Now go kick ass. Your competition on the job will be a clueless stoner who thinks holes in his Carhartts is a status symbol anyway.


----------



## 460 Delta (May 9, 2018)

You’re gonna do fine, bend some conduit, pull some wire, twist some Marrettes, maybe run some of the fabled teck, and post here on ET.
Get your 1st year knocked out and @just the cowboy will likely try to hire you. Whatever you do, be sure to label your wires, don’t ask how I know.


----------



## just the cowboy (Sep 4, 2013)

460 Delta said:


> You’re gonna do fine, bend some conduit, pull some wire, twist some Marrettes, maybe run some of the fabled teck, and post here on ET.
> Get your 1st year knocked out and @just the cowboy will likely try to hire you. Whatever you do, be sure to label your wires, don’t ask how I know.


Since you won't work for me. In a heartbeat, me and @99cents will fight for her to work for us.


----------



## 460 Delta (May 9, 2018)

just the cowboy said:


> Since you won't work for me. In a heartbeat, me and @99cents will fight for her to work for us.


It’s not personal, but I think me and @splatz are gonna team up, right after we go fishing.


----------



## Martine (Jan 26, 2018)

460 Delta said:


> You’re gonna do fine, bend some conduit, pull some wire, twist some Marrettes, maybe run some of the fabled teck, and post here on ET.
> Get your 1st year knocked out and @just the cowboy will likely try to hire you. Whatever you do, be sure to label your wires, don’t ask how I know.


I’m almost there! I’ve got 200 hours to go, so just over a month 🙂 I’ve got a lead on a job. Just gotta call the recruiter tomorrow. My union rep is checking out which job sites are looking for bodies in the area I’m trying to work in. Trying to stay close to my son’s daycare so I don’t have to drive for an hour after work to go get him


----------



## micromind (Aug 11, 2007)

After being gone for that long, of course you're nervous, anyone would be. 

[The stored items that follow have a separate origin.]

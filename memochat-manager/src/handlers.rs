use axum::{
    extract::{Form, Path, Query, State},
    http::StatusCode,
    response::{Html, IntoResponse, Redirect, Response},
    Json,
};
use memochat_agent::{ChatError, GenerationParams};
use memochat_core::session::{SessionManager, SharedSession, Turn};
use memochat_providers::ModelSpec;

use crate::page::{self, Notice, PageView};
use crate::state::{
    AppState, AskForm, ChatRequest, ChatResponse, ErrorResponse, PageQuery, TranscriptResponse,
};

fn status_for(error: &ChatError) -> StatusCode {
    if error.is_generation_failure() {
        StatusCode::BAD_GATEWAY
    } else {
        StatusCode::BAD_REQUEST
    }
}

/// Resolve a caller-supplied session id, creating the session when it is
/// missing, blank or unknown
fn resolve_session(state: &AppState, id: Option<&str>) -> (String, SharedSession) {
    match id.map(str::trim).filter(|id| !id.is_empty()) {
        Some(id) => (id.to_string(), state.sessions.get_or_create(id)),
        None => state.sessions.create(),
    }
}

fn render_page(
    state: &AppState,
    session: &str,
    params: &GenerationParams,
    transcript: &[Turn],
    notice: Option<Notice>,
) -> Html<String> {
    Html(page::render(&PageView {
        session,
        models: state.generator.registry().models(),
        params,
        transcript,
        notice,
    }))
}

pub async fn index_handler(
    State(state): State<AppState>,
    Query(query): Query<PageQuery>,
) -> Response {
    let Some(id) = query
        .session
        .as_deref()
        .map(str::trim)
        .filter(|id| !id.is_empty())
    else {
        // The session is only stored once a question is asked under it.
        let id = SessionManager::new_id();
        tracing::debug!(session = %id, "New page session");
        return Redirect::to(&format!("/?session={}", id)).into_response();
    };

    let transcript = transcript_of(&state, id).await;
    render_page(&state, id, &state.defaults, &transcript, None).into_response()
}

pub async fn ask_handler(State(state): State<AppState>, Form(form): Form<AskForm>) -> Response {
    let params = state.params(form.model, form.temperature, form.max_tokens);

    if let Err(e) = state.generator.check_request(&form.question, &params) {
        let id = match form.session.trim() {
            "" => SessionManager::new_id(),
            id => id.to_string(),
        };
        let transcript = transcript_of(&state, &id).await;
        let (status, notice) = page_notice(&id, e);
        return (
            status,
            render_page(&state, &id, &params, &transcript, Some(notice)),
        )
            .into_response();
    }

    let (id, session) = resolve_session(&state, Some(form.session.as_str()));
    let mut session = session.lock().await;
    let result = state
        .generator
        .generate(&mut session, &form.question, &params)
        .await;

    let (status, notice) = match result {
        Ok(reply) => (StatusCode::OK, Notice::Reply(reply)),
        Err(e) => page_notice(&id, e),
    };

    (
        status,
        render_page(&state, &id, &params, session.turns(), Some(notice)),
    )
        .into_response()
}

fn page_notice(session: &str, error: ChatError) -> (StatusCode, Notice) {
    match error {
        ChatError::EmptyInput => (StatusCode::OK, Notice::Warning(error.to_string())),
        e => {
            tracing::error!(session = %session, "Page request failed: {}", e);
            (status_for(&e), Notice::Error(e.to_string()))
        }
    }
}

/// Turns of an existing session, empty when the id is not stored yet
async fn transcript_of(state: &AppState, id: &str) -> Vec<Turn> {
    match state.sessions.get(id) {
        Some(session) => session.lock().await.snapshot(),
        None => Vec::new(),
    }
}

pub async fn chat_handler(
    State(state): State<AppState>,
    Json(payload): Json<ChatRequest>,
) -> Response {
    let params = state.params(payload.model, payload.temperature, payload.max_tokens);
    if let Err(e) = state.generator.check_request(&payload.message, &params) {
        let body = ErrorResponse {
            error: e.to_string(),
            session: None,
        };
        return (status_for(&e), Json(body)).into_response();
    }

    let (id, session) = resolve_session(&state, payload.session.as_deref());
    let mut session = session.lock().await;
    match state
        .generator
        .generate(&mut session, &payload.message, &params)
        .await
    {
        Ok(reply) => Json(ChatResponse {
            session: id,
            reply,
            transcript: session.snapshot(),
        })
        .into_response(),
        Err(e) => {
            let status = status_for(&e);
            if status == StatusCode::BAD_GATEWAY {
                tracing::error!(session = %id, "Chat request failed: {}", e);
            }
            let body = ErrorResponse {
                error: e.to_string(),
                session: e.is_generation_failure().then_some(id),
            };
            (status, Json(body)).into_response()
        }
    }
}

pub async fn list_models_handler(State(state): State<AppState>) -> Json<Vec<ModelSpec>> {
    Json(state.generator.registry().models().to_vec())
}

pub async fn get_session_handler(
    State(state): State<AppState>,
    Path(id): Path<String>,
) -> Response {
    match state.sessions.get(&id) {
        Some(session) => {
            let session = session.lock().await;
            Json(TranscriptResponse {
                session: id,
                transcript: session.snapshot(),
                created_at: session.created_at(),
                updated_at: session.updated_at(),
            })
            .into_response()
        }
        None => (
            StatusCode::NOT_FOUND,
            Json(ErrorResponse {
                error: format!("Session not found: {}", id),
                session: None,
            }),
        )
            .into_response(),
    }
}

pub async fn delete_session_handler(
    State(state): State<AppState>,
    Path(id): Path<String>,
) -> StatusCode {
    if state.sessions.remove(&id) {
        tracing::info!(session = %id, "Session removed");
        StatusCode::NO_CONTENT
    } else {
        StatusCode::NOT_FOUND
    }
}

pub async fn health_handler() -> &'static str {
    "ok"
}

Just take it one minute at a time and you'll do just fine. 

You'll be dead tired after the first day and even more tired after the first few days.........but eventually you'll build up a tolerance to hard work again. 

P.S. Absolutely adorable kid!!


----------



## MechanicalDVR (Dec 29, 2007)

Quickservice said:


> Oh man!!! That was the worse pain I have ever had! And to make matters worse the thing hit me on a Thanksgiving weekend and I had to wait two days to have surgery.


The first time I had one was insane, I curled up on the couch like I was dying.


----------



## MechanicalDVR (Dec 29, 2007)

Martine said:


> Thank you! I’m hoping it will be. I can’t even pinpoint why I’m such a nervous wreck.


You're more than welcome!

I know enough about women (especially moms) as to why your a bit nervous.

Just because your son has the ability to be in daycare doesn't mean you are ready for him to go, it's just maternal instinct.

The first day of kindergarten is harder on moms than children.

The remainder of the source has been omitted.